What will they make and will it impact on Australia? Toyota wants the Corolla and Tacoma – equivalent in size and practicality to the HiLux – made at the new factory. Mazda will produce a truck that shares the new Tacoma’s underpinnings.

Both aim to stave off growing production of trucks by Chevrolet and Ford – especially the same-size Ranger that starts production in Michigan in late 2018 – and curtail a fresh flood of trucks from Nissan and even Mercedes-Benz (X-Class) and Volkswagen (Amarok).

Will Australia get the new Mazda truck from the US? Unlikely.

Mazda sealed a deal with Isuzu in May this year to joint-venture the production of a ute to replace the Mazda BT-50 and Isuzu D-Max. The deal ends Mazda’s relationship with Ford that resulted in the current BT-50 and Ranger.

Mazda and Isuzu will build right-hand-drive trucks off the same production line in Thailand to serve existing markets in South-East Asia, Australia and perhaps South Africa. Though the ink is barely dry on this agreement, it is unlikely to be changed.

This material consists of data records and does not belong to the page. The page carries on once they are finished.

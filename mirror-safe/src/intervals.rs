use std::collections::BTreeMap;

use crate::beam::BeamSegment;

/// Closed intervals on a single row or column, keyed by their high end.
///
/// A coordinate is covered iff the first interval ending at or after it also
/// starts at or before it. Segments of one beam on one line never nest, so
/// probing only that nearest interval is enough.
#[derive(Debug, Clone, Default)]
pub struct SegmentIntervals {
    ends: BTreeMap<u32, u32>,
}

impl SegmentIntervals {
    pub fn new() -> Self {
        Self::default()
    }

    /// Endpoints may come in either order.
    pub fn add_segment(&mut self, start: u32, end: u32) {
        let (low, high) = if start <= end {
            (start, end)
        } else {
            (end, start)
        };
        self.ends
            .entry(high)
            .and_modify(|stored| *stored = (*stored).min(low))
            .or_insert(low);
    }

    pub fn has_intersection(&self, position: u32) -> bool {
        self.ends
            .range(position..)
            .next()
            .is_some_and(|(_, &low)| low <= position)
    }

    pub fn len(&self) -> usize {
        self.ends.len()
    }

    pub fn is_empty(&self) -> bool {
        self.ends.is_empty()
    }
}

/// Interval indexes for every line a beam touched, keyed by line coordinate.
pub type LineIntervals = BTreeMap<u32, SegmentIntervals>;

pub fn index_segments(segments: &[BeamSegment]) -> LineIntervals {
    let mut lines = LineIntervals::new();
    for segment in segments {
        lines
            .entry(segment.line)
            .or_default()
            .add_segment(segment.low, segment.high);
    }
    lines
}
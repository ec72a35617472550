use std::fmt;

use tracing::{debug, info};

use crate::beam::{trace, BeamState, BeamTrace};
use crate::crossings::CrossingIndex;
use crate::error::SafeError;
use crate::grid::{Axis, MirrorGrid, Point, Sign, START_POSITION};

#[derive(Debug, Clone, Copy, PartialEq, Eq)]
pub enum SafeCheckResult {
    OpensWithoutInserting,
    CannotBeOpened,
    /// `row` and `col` locate the lexicographically smallest cell out of
    /// `count` cells where one new mirror opens the safe.
    RequiresMirrorInsertion { count: u32, row: u32, col: u32 },
}

impl fmt::Display for SafeCheckResult {
    fn fmt(&self, f: &mut fmt::Formatter<'_>) -> fmt::Result {
        match self {
            SafeCheckResult::OpensWithoutInserting => write!(f, "0"),
            SafeCheckResult::CannotBeOpened => write!(f, "-1"),
            SafeCheckResult::RequiresMirrorInsertion { count, row, col } => {
                write!(f, "{count} {row} {col}")
            }
        }
    }
}

/// Decides how the safe opens: the beam enters the top-left cell moving right
/// and has to leave the bottom-right cell moving right.
#[derive(Debug, Clone)]
pub struct SafeChecker {
    grid: MirrorGrid,
}

impl SafeChecker {
    pub fn new(
        rows: u32,
        cols: u32,
        left_to_up: &[Point],
        left_to_down: &[Point],
    ) -> Result<Self, SafeError> {
        let grid = MirrorGrid::new(rows, cols, left_to_up, left_to_down)?;
        Ok(Self { grid })
    }

    pub fn grid(&self) -> &MirrorGrid {
        &self.grid
    }

    fn entry(&self) -> BeamState {
        BeamState::new(
            Point::new(START_POSITION, START_POSITION),
            Sign::Positive,
            Axis::Horizontal,
        )
    }

    /// The beam that would have to leave through the detector, followed in
    /// reverse from the bottom-right cell.
    fn exit(&self) -> BeamState {
        BeamState::new(
            Point::new(self.grid.rows(), self.grid.cols()),
            Sign::Negative,
            Axis::Horizontal,
        )
    }

    pub fn trace_forward(&self) -> BeamTrace {
        trace(&self.grid, self.entry())
    }

    pub fn trace_backward(&self) -> BeamTrace {
        trace(&self.grid, self.exit())
    }

    #[tracing::instrument(
        skip(self),
        fields(rows = self.grid.rows(), cols = self.grid.cols(), mirrors = self.grid.len())
    )]
    pub fn check_safe(&self) -> Result<SafeCheckResult, SafeError> {
        let forward = self.trace_forward();
        let target = Point::new(self.grid.rows(), self.grid.cols());
        if forward
            .end
            .is_leaving(target, Sign::Positive, Axis::Horizontal)
        {
            info!("safe opens without inserting a mirror");
            return Ok(SafeCheckResult::OpensWithoutInserting);
        }

        // The forward index and the backward trace only read the grid.
        let (index, backward) = rayon::join(
            || CrossingIndex::new(&forward),
            || self.trace_backward(),
        );
        debug!(
            forward_segments = forward.horizontal.len() + forward.vertical.len(),
            backward_segments = backward.horizontal.len() + backward.vertical.len(),
            "traced both beams"
        );

        let crossings = index.crossings(&self.grid, &backward);
        let Some(&first) = crossings.first() else {
            info!("no crossing cell, safe cannot be opened");
            return Ok(SafeCheckResult::CannotBeOpened);
        };

        let count =
            u32::try_from(crossings.len()).map_err(|_| SafeError::CountOverflow(crossings.len()))?;
        info!(count, first = %first, "safe opens after inserting one mirror");

        Ok(SafeCheckResult::RequiresMirrorInsertion {
            count,
            row: first.row,
            col: first.col,
        })
    }
}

So Australia will get a Mazda ute made in Thailand shared with Isuzu, and in the US will sell its left-hand drive Mazda-badged truck built from shared components with the Toyota Tacoma.

For dealers in Australia, it will test their mettle in marketing. Mazda and Isuzu will have a similar product and defining differences will be important to gain sales advantages.

Toyota production

But it could be worse. If you’re a Nissan dealer, remember that the Navara is competing in a busy ute market that will be also occupied by the Mercedes-Benz X-Class and Renault Alaskan which are all built on the same platform. In the future this could also include the next Mitsubishi Triton given it is now part of the Renault-Nissan alliance and the company has suggested model sharing would make sense.

As a last word, this link between Toyota and Mazda is unlikely to expand. It may be used in other countries to generate sales but Toyota can’t buy – or even increase – this shareholding in Mazda because it has too many such alliances.

Toyota has shares in Hino and Daihatsu and has a 43.8 per cent grip, by sales, on the Japanese vehicle market. The problem is the Japanese antitrust – or competition – regulations that state no one company can have more than 50 per cent of the market.

Toyota also has 16.5 per cent of Subaru where about four per cent of the arrangement produces the Toyota-badged 86 coupe. That’s about 48 per cent of the market.

Then to add in Mazda’s share, it takes it over the 50 per cent stake. Toyota also has a partnership agreement with Suzuki but it has not led to vehicle production.